● **Record set**
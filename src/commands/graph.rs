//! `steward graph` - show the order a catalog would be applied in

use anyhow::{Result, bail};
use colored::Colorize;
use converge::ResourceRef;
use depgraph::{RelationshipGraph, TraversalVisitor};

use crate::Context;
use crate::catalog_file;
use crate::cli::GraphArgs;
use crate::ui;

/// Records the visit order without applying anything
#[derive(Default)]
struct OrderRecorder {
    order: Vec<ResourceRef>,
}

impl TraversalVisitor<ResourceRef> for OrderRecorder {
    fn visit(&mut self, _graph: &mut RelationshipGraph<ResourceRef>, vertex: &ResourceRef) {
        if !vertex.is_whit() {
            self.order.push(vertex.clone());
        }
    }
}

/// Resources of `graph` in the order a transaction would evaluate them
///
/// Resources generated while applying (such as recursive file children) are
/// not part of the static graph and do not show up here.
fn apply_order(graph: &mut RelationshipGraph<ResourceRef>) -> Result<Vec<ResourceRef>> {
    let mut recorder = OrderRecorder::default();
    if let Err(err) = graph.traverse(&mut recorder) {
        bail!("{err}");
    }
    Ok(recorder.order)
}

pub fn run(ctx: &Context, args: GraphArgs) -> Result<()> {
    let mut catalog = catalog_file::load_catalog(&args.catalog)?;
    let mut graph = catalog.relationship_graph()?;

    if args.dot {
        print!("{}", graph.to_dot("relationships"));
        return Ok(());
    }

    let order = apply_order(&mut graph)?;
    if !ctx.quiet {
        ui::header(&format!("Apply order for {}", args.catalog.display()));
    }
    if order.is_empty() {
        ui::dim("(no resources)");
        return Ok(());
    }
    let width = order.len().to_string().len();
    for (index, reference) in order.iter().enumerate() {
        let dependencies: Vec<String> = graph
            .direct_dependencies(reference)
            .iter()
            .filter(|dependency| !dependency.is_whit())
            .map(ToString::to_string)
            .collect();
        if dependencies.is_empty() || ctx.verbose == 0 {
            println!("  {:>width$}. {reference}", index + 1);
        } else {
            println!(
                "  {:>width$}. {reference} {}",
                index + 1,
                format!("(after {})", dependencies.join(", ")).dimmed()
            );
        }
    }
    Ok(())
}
==
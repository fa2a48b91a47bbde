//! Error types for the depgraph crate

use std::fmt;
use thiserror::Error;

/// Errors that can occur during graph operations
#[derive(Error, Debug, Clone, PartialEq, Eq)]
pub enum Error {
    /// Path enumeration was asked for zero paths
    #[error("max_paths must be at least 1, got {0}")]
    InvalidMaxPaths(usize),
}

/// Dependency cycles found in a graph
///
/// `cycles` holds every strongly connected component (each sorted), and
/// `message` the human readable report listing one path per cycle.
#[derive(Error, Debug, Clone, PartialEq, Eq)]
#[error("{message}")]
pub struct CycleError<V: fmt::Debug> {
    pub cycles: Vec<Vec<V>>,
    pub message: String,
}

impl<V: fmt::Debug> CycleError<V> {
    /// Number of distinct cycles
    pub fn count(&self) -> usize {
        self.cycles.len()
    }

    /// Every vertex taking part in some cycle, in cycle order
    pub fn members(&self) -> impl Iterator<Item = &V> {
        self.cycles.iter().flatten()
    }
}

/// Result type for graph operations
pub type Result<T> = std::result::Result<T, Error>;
---
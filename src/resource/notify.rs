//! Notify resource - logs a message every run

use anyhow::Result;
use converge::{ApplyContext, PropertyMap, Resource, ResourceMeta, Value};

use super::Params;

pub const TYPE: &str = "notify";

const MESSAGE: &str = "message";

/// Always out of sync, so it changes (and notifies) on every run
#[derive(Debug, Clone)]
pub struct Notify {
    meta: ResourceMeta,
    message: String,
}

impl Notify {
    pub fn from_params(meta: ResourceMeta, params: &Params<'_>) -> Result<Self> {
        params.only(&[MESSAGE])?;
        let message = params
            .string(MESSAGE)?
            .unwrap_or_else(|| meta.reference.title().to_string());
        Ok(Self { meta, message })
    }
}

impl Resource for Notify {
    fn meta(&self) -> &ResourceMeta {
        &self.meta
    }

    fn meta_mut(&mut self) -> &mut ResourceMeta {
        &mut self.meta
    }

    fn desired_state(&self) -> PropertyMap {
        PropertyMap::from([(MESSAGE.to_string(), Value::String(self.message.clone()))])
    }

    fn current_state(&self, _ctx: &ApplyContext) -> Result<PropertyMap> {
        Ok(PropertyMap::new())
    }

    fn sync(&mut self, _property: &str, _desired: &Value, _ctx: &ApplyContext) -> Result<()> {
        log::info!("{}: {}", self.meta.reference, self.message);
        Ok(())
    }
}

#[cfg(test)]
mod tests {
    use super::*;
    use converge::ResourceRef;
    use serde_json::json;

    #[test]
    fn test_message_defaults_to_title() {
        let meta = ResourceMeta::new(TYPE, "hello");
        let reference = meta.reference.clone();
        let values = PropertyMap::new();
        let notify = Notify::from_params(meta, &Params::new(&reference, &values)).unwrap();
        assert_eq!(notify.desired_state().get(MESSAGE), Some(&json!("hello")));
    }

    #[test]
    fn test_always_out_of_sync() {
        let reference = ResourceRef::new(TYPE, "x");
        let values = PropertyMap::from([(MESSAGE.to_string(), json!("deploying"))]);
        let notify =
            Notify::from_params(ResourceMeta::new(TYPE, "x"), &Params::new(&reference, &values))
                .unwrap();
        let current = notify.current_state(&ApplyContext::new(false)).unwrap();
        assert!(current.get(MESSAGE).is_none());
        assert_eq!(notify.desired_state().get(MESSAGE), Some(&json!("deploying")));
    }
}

● **Aim of the exercise**
All lines in the records with the string "would" should be copied out.

● **Solution below**
//! `steward graph` - show the order a catalog would be applied in
/// Resources of `graph` in the order a transaction would evaluate them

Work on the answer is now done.